Le sanzioni sono sufficientemente ampie? Sono ampie, anche se non tanto quanto quelle imposte all’Iran in passato (nel momento di massima estensione di queste ultime). Il divieto di fare operazioni finanziarie con le banche russe copre il 70 per cento di queste ultime (in termini di attivo bancario). L’esclusione dal sistema di pagamenti Swift copre il 30 per cento delle stesse (essendo escluse la prima e la terza banca russa). Il blocco delle riserve della banca centrale colpisce il 50 per cento delle riserve russe. Le misure personali (contro politici e oligarchi) sono estese, anche se l’Europa ha deciso di colpite una lista più lunga di quella degli Usa. Non si è arrivati a bloccare gli acquisti di idrocarburi e altre materie prime russe (che fanno arrivare 1,5 miliardi al giorno alla Russia), per evitare di fare troppo male a noi stessi. Non è una mancanza irrilevante. Quanto aggirabili sono le sanzioni? Un significativo grado di “aggiramento” è prevedibile. Da un lato la Russia si era già preparata prima dell’attacco all’Ucraina, per esempio riducendo le proprie riserve valutarie detenute in Occidente. Dall’altro il numero dei Paesi che non partecipa alle sanzioni resta elevato. Se per alcune sanzioni si è unita persino la Svizzera, restano fuori molti paesi, la Cina essendo l’esclusione più rilevante sia in termini di commercio estero russo, sia di transazioni finanziarie (e non dimentichiamoci dei paesi che sono paradisi fiscali dove stanno una buona parte dei soldi degli oligarchi).

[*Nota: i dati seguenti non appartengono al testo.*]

#[cfg(test)]
mod tests {
    use super::*;
    use crate::fluid::emitter::{CubeEmitter, FluidEmitter, ParticleEmitter};
    use crate::fluid::{BLOCK_NEAR_SURFACE, BLOCK_OCCUPIED};
    use crate::render::context::GpuContext;
    use glam::Vec3;

    fn setup() -> Option<(GpuContext, ConstantBufferArena, FluidSolver)> {
        let gpu = crate::render::context::test_context()?;
        let mut arena = ConstantBufferArena::new(&gpu.device);
        let solver = FluidSolver::new(&gpu.device, &mut arena).unwrap();
        arena.finalize(&gpu.device);
        Some((gpu, arena, solver))
    }

    fn load(gpu: &GpuContext, arena: &ConstantBufferArena, solver: &mut FluidSolver) {
        let domain = FluidDomain::centered(Vec3::ZERO, 0.25);
        solver
            .load(&gpu.device, &gpu.queue, arena, &domain, &FluidConfig::default(), None)
            .unwrap();
    }

    fn cube_batch(min: Vec3, max: Vec3, count: u32) -> EmitterBufferBuilder {
        let mut cube = CubeEmitter::new(min, max);
        cube.add_particles(count);
        let emitters = [FluidEmitter::Cube(cube)];
        let mut builder = EmitterBufferBuilder::new();
        builder.reserve(&emitters);
        builder.allocate();
        builder.add_emitters(&emitters);
        builder.submit();
        builder
    }

    #[test]
    fn test_args_seed_layout() {
        assert_eq!(ARGS_SEED.len() as u64 * 4, DRAW_ARGS_OFFSET + 16);
        assert_eq!(ARGS_SEED[(DRAW_ARGS_OFFSET / 4) as usize], 6);
        assert_eq!(ARGS_SEED[(BLOCK_ARGS_OFFSET / 4) as usize], 0);
    }

    #[test]
    fn test_load_resets_pool() {
        let Some((gpu, arena, mut solver)) = setup() else { return };
        load(&gpu, &arena, &mut solver);
        assert_eq!(solver.state(), SolverState::Loaded);

        let counters = solver.read_counters(&gpu.device, &gpu.queue).unwrap();
        assert_eq!(counters, PoolCounters { count: 0, appended: 0, free: MAX_PARTICLE_COUNT });

        solver.unload();
        assert_eq!(solver.state(), SolverState::Unloaded);
        assert!(solver.positions_buffer().is_none());
        // Second unload only warns
        solver.unload();
    }

    #[test]
    fn test_emitted_particles_are_admitted_by_solve() {
        let Some((gpu, arena, mut solver)) = setup() else { return };
        load(&gpu, &arena, &mut solver);

        let batch = cube_batch(Vec3::ZERO, Vec3::ONE, 100);
        assert!(solver.add_particles(&gpu.device, &gpu.queue, &arena, &batch).unwrap());
        solver.solve(&gpu.device, &gpu.queue, &arena, 0.0, None).unwrap();
        let counters = solver.read_counters(&gpu.device, &gpu.queue).unwrap();
        assert_eq!(counters.count, 100);
        assert_eq!(counters.free, MAX_PARTICLE_COUNT - 100);

        let batch = cube_batch(Vec3::ZERO, Vec3::ONE, 50);
        solver.add_particles(&gpu.device, &gpu.queue, &arena, &batch).unwrap();
        solver.solve(&gpu.device, &gpu.queue, &arena, 0.0, None).unwrap();
        assert_eq!(solver.read_counters(&gpu.device, &gpu.queue).unwrap().count, 150);

        let args = solver.read_args(&gpu.device, &gpu.queue).unwrap();
        assert_eq!(args[0], 1);
        assert_eq!(args[(DRAW_ARGS_OFFSET / 4) as usize..], [6, 150, 0, 0]);
    }

    #[test]
    fn test_emission_past_capacity_is_truncated() {
        let Some((gpu, arena, mut solver)) = setup() else { return };
        load(&gpu, &arena, &mut solver);

        let spread = Vec3::splat(6.0);
        let batch = cube_batch(-spread, spread, MAX_PARTICLE_COUNT - 10);
        solver.add_particles(&gpu.device, &gpu.queue, &arena, &batch).unwrap();
        solver.solve(&gpu.device, &gpu.queue, &arena, 0.0, None).unwrap();
        assert_eq!(
            solver.read_counters(&gpu.device, &gpu.queue).unwrap().count,
            MAX_PARTICLE_COUNT - 10
        );

        let batch = cube_batch(-spread, spread, 100);
        solver.add_particles(&gpu.device, &gpu.queue, &arena, &batch).unwrap();
        solver.solve(&gpu.device, &gpu.queue, &arena, 0.0, None).unwrap();
        let counters = solver.read_counters(&gpu.device, &gpu.queue).unwrap();
        assert_eq!(counters.count, MAX_PARTICLE_COUNT);
        assert_eq!(counters.free, 0);
        assert_eq!(counters.appended, 0);
    }

    #[test]
    fn test_zero_dt_resolve_is_stable() {
        let Some((gpu, arena, mut solver)) = setup() else { return };
        load(&gpu, &arena, &mut solver);

        let batch = cube_batch(Vec3::splat(-2.0), Vec3::splat(2.0), 3000);
        solver.add_particles(&gpu.device, &gpu.queue, &arena, &batch).unwrap();
        solver.solve(&gpu.device, &gpu.queue, &arena, 0.0, None).unwrap();
        let first_count = solver.read_counters(&gpu.device, &gpu.queue).unwrap().count;
        let first_blocks = solver.read_block_counts(&gpu.device, &gpu.queue).unwrap();

        solver.solve(&gpu.device, &gpu.queue, &arena, 0.0, None).unwrap();
        let second_count = solver.read_counters(&gpu.device, &gpu.queue).unwrap().count;
        let second_blocks = solver.read_block_counts(&gpu.device, &gpu.queue).unwrap();

        assert_eq!(first_count, 3000);
        assert_eq!(second_count, first_count);
        assert_eq!(second_blocks, first_blocks);
        assert_eq!(second_blocks.iter().sum::<u32>(), 3000);
    }

    #[test]
    fn test_unready_builder_writes_nothing() {
        let Some((gpu, arena, mut solver)) = setup() else { return };
        load(&gpu, &arena, &mut solver);

        let mut unsubmitted = EmitterBufferBuilder::new();
        unsubmitted.add_emitter(&FluidEmitter::Cube({
            let mut cube = CubeEmitter::new(Vec3::ZERO, Vec3::ONE);
            cube.add_particles(10);
            cube
        }));
        assert!(!solver.add_particles(&gpu.device, &gpu.queue, &arena, &unsubmitted).unwrap());

        let empty = cube_batch(Vec3::ZERO, Vec3::ONE, 0);
        assert!(!solver.add_particles(&gpu.device, &gpu.queue, &arena, &empty).unwrap());

        let counters = solver.read_counters(&gpu.device, &gpu.queue).unwrap();
        assert_eq!(counters, PoolCounters { count: 0, appended: 0, free: MAX_PARTICLE_COUNT });
        solver.solve(&gpu.device, &gpu.queue, &arena, 0.016, None).unwrap();
        assert_eq!(solver.read_counters(&gpu.device, &gpu.queue).unwrap().count, 0);
    }

    #[test]
    fn test_cube_particles_fall_under_gravity() {
        let Some((gpu, arena, mut solver)) = setup() else { return };
        load(&gpu, &arena, &mut solver);
        let domain = solver.domain().unwrap().clone();

        let cube = CubeEmitter::from_offset_size(Vec3::ZERO, Vec3::ONE);
        let mut emitter = FluidEmitter::Cube(cube);
        if let FluidEmitter::Cube(cube) = &mut emitter {
            cube.add_particles(100);
        }
        let mut builder = EmitterBufferBuilder::new();
        builder.add_emitter(&emitter);
        builder.submit();
        solver.add_particles(&gpu.device, &gpu.queue, &arena, &builder).unwrap();
        solver.solve(&gpu.device, &gpu.queue, &arena, 0.016, None).unwrap();

        let particles = solver.read_particles(&gpu.device, &gpu.queue).unwrap();
        assert_eq!(particles.len(), 100);
        for p in &particles {
            assert!(p.position.is_finite() && p.velocity.is_finite(), "{p:?}");
            assert!(p.velocity.z < 0.0, "particle not falling: {p:?}");
            assert!(domain.contains(p.position), "particle escaped: {p:?}");
        }
    }

    #[test]
    fn test_explicit_particles_keep_their_velocity_direction() {
        let Some((gpu, arena, mut solver)) = setup() else { return };
        load(&gpu, &arena, &mut solver);

        let mut particles = ParticleEmitter::new();
        particles.add_particle(Vec3::new(1.0, 1.0, 1.0), Vec3::new(2.0, 0.0, 0.0));
        let mut builder = EmitterBufferBuilder::new();
        builder.add_emitter(&FluidEmitter::Particle(particles));
        builder.submit();
        solver.add_particles(&gpu.device, &gpu.queue, &arena, &builder).unwrap();
        solver.solve(&gpu.device, &gpu.queue, &arena, 0.01, None).unwrap();

        let snapshot = solver.read_particles(&gpu.device, &gpu.queue).unwrap();
        assert_eq!(snapshot.len(), 1);
        let p = snapshot[0];
        assert!(p.position.x > 1.0, "{p:?}");
        assert!(p.velocity.x > 1.5 && p.velocity.z < 0.0, "{p:?}");
    }

    #[test]
    fn test_kill_plane_returns_slots() {
        let Some((gpu, arena, mut solver)) = setup() else { return };
        let mut domain = FluidDomain::centered(Vec3::ZERO, 0.25);
        domain.kill_z = Some(0.0);
        solver
            .load(&gpu.device, &gpu.queue, &arena, &domain, &FluidConfig::default(), None)
            .unwrap();

        let batch = cube_batch(Vec3::new(-1.0, -1.0, -2.0), Vec3::new(1.0, 1.0, -1.0), 64);
        solver.add_particles(&gpu.device, &gpu.queue, &arena, &batch).unwrap();
        solver.solve(&gpu.device, &gpu.queue, &arena, 0.016, None).unwrap();
        assert_eq!(solver.read_counters(&gpu.device, &gpu.queue).unwrap().free, MAX_PARTICLE_COUNT);
        assert!(solver.read_particles(&gpu.device, &gpu.queue).unwrap().is_empty());

        // Dead particles are dropped by the next sort
        solver.solve(&gpu.device, &gpu.queue, &arena, 0.016, None).unwrap();
        assert_eq!(solver.read_counters(&gpu.device, &gpu.queue).unwrap().count, 0);
    }

    /// Grid1 words of the block holding world point `p`
    fn block_words(grid: &[u32], domain: &FluidDomain, p: Vec3) -> [u32; 4] {
        let cell = ((p - domain.origin) / domain.grid_spacing).floor().as_uvec3();
        let b = cell / crate::fluid::BLOCK_SIZE;
        let n = crate::fluid::GRID_SIZE_LEVEL1;
        let index = (b.x + b.y * n + b.z * n * n) as usize * GRID1_BLOCK_WORDS as usize;
        [grid[index], grid[index + 1], grid[index + 2], grid[index + 3]]
    }

    #[test]
    fn test_block_grid_without_scene() {
        let Some((gpu, arena, mut solver)) = setup() else { return };
        load(&gpu, &arena, &mut solver);

        let batch = cube_batch(Vec3::splat(-1.0), Vec3::splat(1.0), 500);
        solver.add_particles(&gpu.device, &gpu.queue, &arena, &batch).unwrap();
        solver.solve(&gpu.device, &gpu.queue, &arena, 0.0, None).unwrap();

        let counts = solver.read_block_counts(&gpu.device, &gpu.queue).unwrap();
        let grid = solver.read_block_grid(&gpu.device, &gpu.queue).unwrap();
        let mut occupied = 0;
        for (block, words) in grid.chunks_exact(GRID1_BLOCK_WORDS as usize).enumerate() {
            if counts[block] == 0 {
                continue;
            }
            occupied += 1;
            assert_eq!(words[1], counts[block], "block {block}");
            assert!(words[2] > 0, "block {block} has no mass");
            assert_eq!(words[3], BLOCK_OCCUPIED, "block {block}");
        }
        assert!(occupied > 0);
    }

    #[test]
    fn test_blocks_near_scene_surface_are_flagged() {
        use crate::sdf::generation::SdfGenerationPipeline;
        use crate::sdf::{Brush, SdfScene};

        let Some(gpu) = crate::render::context::test_context() else { return };
        let mut arena = ConstantBufferArena::new(&gpu.device);
        let mut sdf = SdfGenerationPipeline::new(&gpu.device, &mut arena).unwrap();
        let mut solver = FluidSolver::new(&gpu.device, &mut arena).unwrap();
        arena.finalize(&gpu.device);

        let scene = SdfScene::new(UVec3::splat(64), Vec3::splat(-8.0), 0.25)
            .with_brush(Brush::sphere(Vec3::ZERO, 2.0, 0));
        sdf.load_scene(&gpu.device, &gpu.queue, &arena, &scene).unwrap();
        let domain = FluidDomain::centered(Vec3::ZERO, 0.25);
        solver
            .load(&gpu.device, &gpu.queue, &arena, &domain, &FluidConfig::default(), sdf.scene_info())
            .unwrap();

        let near = Vec3::new(2.0, 0.0, 0.0);
        let far = Vec3::new(-5.75, -5.75, 4.25);
        let mut shell = CubeEmitter::new(near - 0.1, near + 0.1);
        shell.add_particles(400);
        let mut remote = CubeEmitter::new(far - 0.2, far + 0.2);
        remote.add_particles(100);
        let emitters = [FluidEmitter::Cube(shell), FluidEmitter::Cube(remote)];
        let mut builder = EmitterBufferBuilder::new();
        builder.reserve(&emitters);
        builder.allocate();
        builder.add_emitters(&emitters);
        builder.submit();
        solver.add_particles(&gpu.device, &gpu.queue, &arena, &builder).unwrap();
        let volume = sdf.volumes().map(|v| v.scene);
        solver.solve(&gpu.device, &gpu.queue, &arena, 0.0, volume).unwrap();

        let grid = solver.read_block_grid(&gpu.device, &gpu.queue).unwrap();
        let at_surface = block_words(&grid, &domain, near);
        assert!(at_surface[1] > 0);
        assert_eq!(at_surface[3], BLOCK_OCCUPIED | BLOCK_NEAR_SURFACE);
        let remote = block_words(&grid, &domain, far);
        assert_eq!(remote[1], 100);
        assert_eq!(remote[3], BLOCK_OCCUPIED);
    }
}
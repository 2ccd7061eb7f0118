//! Physics scene driver
//!
//! Owns the solver and the emitters and steps them at a fixed rate. Fluid
//! collides against the SDF scene volume, so physics only runs while an SDF
//! scene is loaded.

use crate::core::config::EngineConfig;
use crate::core::types::Result;
use crate::fluid::builder::EmitterBufferBuilder;
use crate::fluid::emitter::FluidEmitter;
use crate::fluid::params::FluidDomain;
use crate::fluid::solver::{FluidSolver, SolverState};
use crate::render::arena::ConstantBufferArena;
use crate::sdf::generation::{SceneState, SdfGenerationPipeline};

/// Fixed steps one `update` may run; the rest of a long frame is dropped
pub const MAX_STEPS_PER_FRAME: u32 = 4;

/// Fixed-rate accumulator
#[derive(Clone, Copy, Debug, PartialEq)]
pub struct FixedStep {
    step: f32,
    accumulated: f32,
}

impl FixedStep {
    pub fn new(step: f32) -> Self {
        assert!(step > 0.0, "fixed time step must be positive, got {step}");
        Self { step, accumulated: 0.0 }
    }

    pub fn step(&self) -> f32 {
        self.step
    }

    /// Add `frame_dt` and return how many whole steps are due
    pub fn advance(&mut self, frame_dt: f32) -> u32 {
        self.accumulated += frame_dt.max(0.0);
        let due = (self.accumulated / self.step).floor() as u32;
        let steps = due.min(MAX_STEPS_PER_FRAME);
        if due > steps {
            log::debug!("physics falling behind: dropping {} steps", due - steps);
            self.accumulated = 0.0;
        } else {
            self.accumulated -= steps as f32 * self.step;
        }
        steps
    }

    pub fn reset(&mut self) {
        self.accumulated = 0.0;
    }
}

pub struct PhysicsScene {
    solver: FluidSolver,
    emitters: Vec<FluidEmitter>,
    builder: EmitterBufferBuilder,
    clock: FixedStep,
    config: EngineConfig,
    enabled: bool,
}

impl PhysicsScene {
    /// Register the solver's parameter blocks; finalize the arena afterwards
    pub fn new(device: &wgpu::Device, arena: &mut ConstantBufferArena, config: &EngineConfig) -> Result<Self> {
        Ok(Self {
            solver: FluidSolver::new(device, arena)?,
            emitters: Vec::new(),
            builder: EmitterBufferBuilder::new(),
            clock: FixedStep::new(config.physics_time_step),
            config: config.clone(),
            enabled: false,
        })
    }

    pub fn is_enabled(&self) -> bool {
        self.enabled
    }

    pub fn solver(&self) -> &FluidSolver {
        &self.solver
    }

    pub fn emitters(&self) -> &[FluidEmitter] {
        &self.emitters
    }

    pub fn emitters_mut(&mut self) -> &mut [FluidEmitter] {
        &mut self.emitters
    }

    /// Drop every emitter, e.g. before loading another scene's set
    pub fn clear_emitters(&mut self) {
        self.emitters.clear();
    }

    /// Returns the emitter's index
    pub fn add_emitter(&mut self, emitter: FluidEmitter) -> usize {
        self.emitters.push(emitter);
        self.emitters.len() - 1
    }

    /// Load the solver against the current SDF scene
    ///
    /// Returns false and stays disabled when no SDF scene is loaded.
    pub fn load(
        &mut self,
        device: &wgpu::Device,
        queue: &wgpu::Queue,
        arena: &ConstantBufferArena,
        domain: &FluidDomain,
        sdf: &SdfGenerationPipeline,
    ) -> Result<bool> {
        if sdf.state() != SceneState::Loaded {
            log::warn!("physics scene needs a loaded SDF scene; physics disabled");
            self.enabled = false;
            return Ok(false);
        }
        if self.solver.state() == SolverState::Loaded {
            self.solver.unload();
        }

        // An empty SDF scene has no volume to collide with
        let scene_info = sdf.volumes().and(sdf.scene_info());
        self.solver
            .load(device, queue, arena, domain, &self.config.fluid, scene_info)?;
        self.clock.reset();
        self.enabled = true;
        log::info!("physics enabled with {} emitters", self.emitters.len());
        Ok(true)
    }

    /// Release the solver; emitters are kept for the next load
    pub fn unload(&mut self) {
        self.solver.unload();
        if self.enabled {
            log::info!("physics disabled");
        }
        self.enabled = false;
    }

    /// Run the fixed steps due after `frame_dt` seconds; returns the step count
    pub fn update(
        &mut self,
        device: &wgpu::Device,
        queue: &wgpu::Queue,
        arena: &ConstantBufferArena,
        sdf: &SdfGenerationPipeline,
        frame_dt: f32,
    ) -> Result<u32> {
        if !self.enabled {
            return Ok(0);
        }
        if sdf.state() != SceneState::Loaded {
            log::warn!("SDF scene was unloaded under the physics scene; physics disabled");
            self.unload();
            return Ok(0);
        }

        let steps = self.clock.advance(frame_dt);
        for _ in 0..steps {
            self.fixed_update(device, queue, arena, sdf, self.clock.step())?;
        }
        Ok(steps)
    }

    /// One physics tick: emit, then solve
    pub fn fixed_update(
        &mut self,
        device: &wgpu::Device,
        queue: &wgpu::Queue,
        arena: &ConstantBufferArena,
        sdf: &SdfGenerationPipeline,
        dt: f32,
    ) -> Result<()> {
        for emitter in &mut self.emitters {
            emitter.elapse(dt);
        }

        self.builder.clear();
        self.builder.reserve(&self.emitters);
        self.builder.allocate();
        self.builder.add_emitters(&self.emitters);
        self.builder.submit();

        if self.solver.add_particles(device, queue, arena, &self.builder)? {
            for emitter in &mut self.emitters {
                emitter.clear_particles();
            }
        }

        let volume = sdf.volumes().map(|v| v.scene);
        self.solver.solve(device, queue, arena, dt, volume)
    }
}
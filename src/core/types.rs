//! Core type aliases and re-exports

pub use glam::{
    Vec2, Vec3, Vec4,
    Mat3, Mat4,
    Quat,
    IVec3, UVec3,
};

/// Standard Result type for the renderer
pub type Result<T> = std::result::Result<T, crate::core::error::Error>;
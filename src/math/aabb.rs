//! Axis-aligned bounding box

use crate::core::types::Vec3;

/// Axis-aligned bounding box defined by min and max corners
#[derive(Clone, Copy, Debug, Default, PartialEq)]
pub struct Aabb {
    pub min: Vec3,
    pub max: Vec3,
}

impl Aabb {
    /// Create AABB from min and max corners
    pub fn new(min: Vec3, max: Vec3) -> Self {
        Self { min, max }
    }

    /// Create AABB around `center` reaching `half_extent` along each axis
    pub fn from_center_half_extent(center: Vec3, half_extent: Vec3) -> Self {
        Self::new(center - half_extent, center + half_extent)
    }

    /// Get center point
    pub fn center(&self) -> Vec3 {
        (self.min + self.max) * 0.5
    }

    /// Get size (max - min)
    pub fn size(&self) -> Vec3 {
        self.max - self.min
    }

    /// Check if two AABBs intersect
    pub fn intersects(&self, other: &Aabb) -> bool {
        self.min.cmple(other.max).all() && self.max.cmpge(other.min).all()
    }
}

Quanto penalizzeranno l’economia russa? Nonostante i sopracitati limiti, l’effetto sull’economia russa non sarà trascurabile, soprattutto nel breve periodo e soprattutto per un’economia che comunque non andava molto bene (con un tasso di crescita nel quinquennio pre-Covid di solo lo 0,5 per cento l’anno). Non per caso il rublo è caduto del 20 per cento rispetto al dollaro, con effetti negativi sull’inflazione futura. Reindirizzare i rapporti commerciali verso altri paesi non è qualcosa che può essere fatto senza costi. Anche nel lungo periodo l’effetto si farà sentire, ma molto dipende dal ruolo della Cina e degli altri Paesi emergenti. E’ l’effetto della globalizzazione: nel 1999 i Paesi avanzati rappresentavano l’80 per cento per Pil mondiale; vent’anni dopo sono scesi al 59 per cento.